By the Vietnam War era, the Spanish Civil War was a largely forgotten event in the US. Most of the participants in the big antiwar demonstrations of the day would likely not have noticed the group of old men and a few women, marching behind a Veterans of the Abraham Lincoln Brigade banner. But they were always there, probably the most antiwar group of veterans you were ever going to meet. And an activist core continued on, and on, and on. When the Reagan Administration subverted the Sandinista government in Nicaragua in the 1980s, the Lincolns were well past the age of volunteering to fight the Contras, so they sent an ambulance down instead.
In her speech on that long ago afternoon in Barcelona, La Pasionaria went on to exhort the 13,000 Internationals who were there, “When the olive tree of peace puts forth its leaves entwined with the laurels of the Spanish Republic’s victory, come back.” Considering the Republic’s desperate military position at the time, this seemed like so much bravado. And, at the time, it was. But not in the long run. As the viewers of Saturday Night Live would be reminded week after week, in 1975 General Francisco Franco finally died. And more importantly, with him died his dictatorship. Two years later, La Pasionaria, returned form exile, was elected to represent Asturias in the first post-Franco government.
Still, Spain was reluctant to revisit its Civil War in those first post-Franco years, and it would be nearly another two decades before the volunteer veterans were invited back. But in November 1996, sixty years after the war’s start and three years after Ibárruri herself had died, 400 of them returned to finally see the olive trees of peace and receive a hero’s welcome at the “Homenaje,” the homecoming. Twelve years later, a mere twenty-three of them were on hand for the seventieth anniversary Despedida commemoration in Spain, their numbers having plunged worldwide just as they have in the Bay Area.

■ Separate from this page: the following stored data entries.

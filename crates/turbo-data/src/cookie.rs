//! Cookie lookup for the CSRF token.

/// Name of the cookie the backend stores its CSRF token in.
pub const CSRF_COOKIE: &str = "csrftoken";

/// Header the backend expects the CSRF token echoed in.
pub const CSRF_HEADER: &str = "X-CSRFToken";

/// Read a cookie value from a `document.cookie` style string.
///
/// Entries are `;`-separated with optional whitespace. The value is
/// percent-decoded; a value that fails to decode is returned verbatim.
pub fn read_cookie(cookies: &str, name: &str) -> Option<String> {
    cookies
        .split(';')
        .map(str::trim)
        .filter_map(|entry| entry.split_once('='))
        .find(|(key, _)| key.trim() == name)
        .map(|(_, value)| {
            let value = value.trim();
            urlencoding::decode(value)
                .map(|v| v.into_owned())
                .unwrap_or_else(|_| value.to_string())
        })
}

But things have continued to change in Spain, and the reluctance to confront the crimes of the Franco has declined with the passing of those personally involved. A recently passed law mandates the removal of symbols of the Franco era from various public buildings and funds the unearthing of Civil War-era mass graves. And it begins the real Homenaje: As of the end of 2008, all descendants of those Spaniards forced to leave the country from the beginning of the war through 1975 will be allowed to claim the Spanish citizenship denied them by Francisco Franco’s war and dictatorship. And although most did not live to see it and had to content themselves with being legends in their own time, this is the final victory of the Abraham Lincoln Brigade.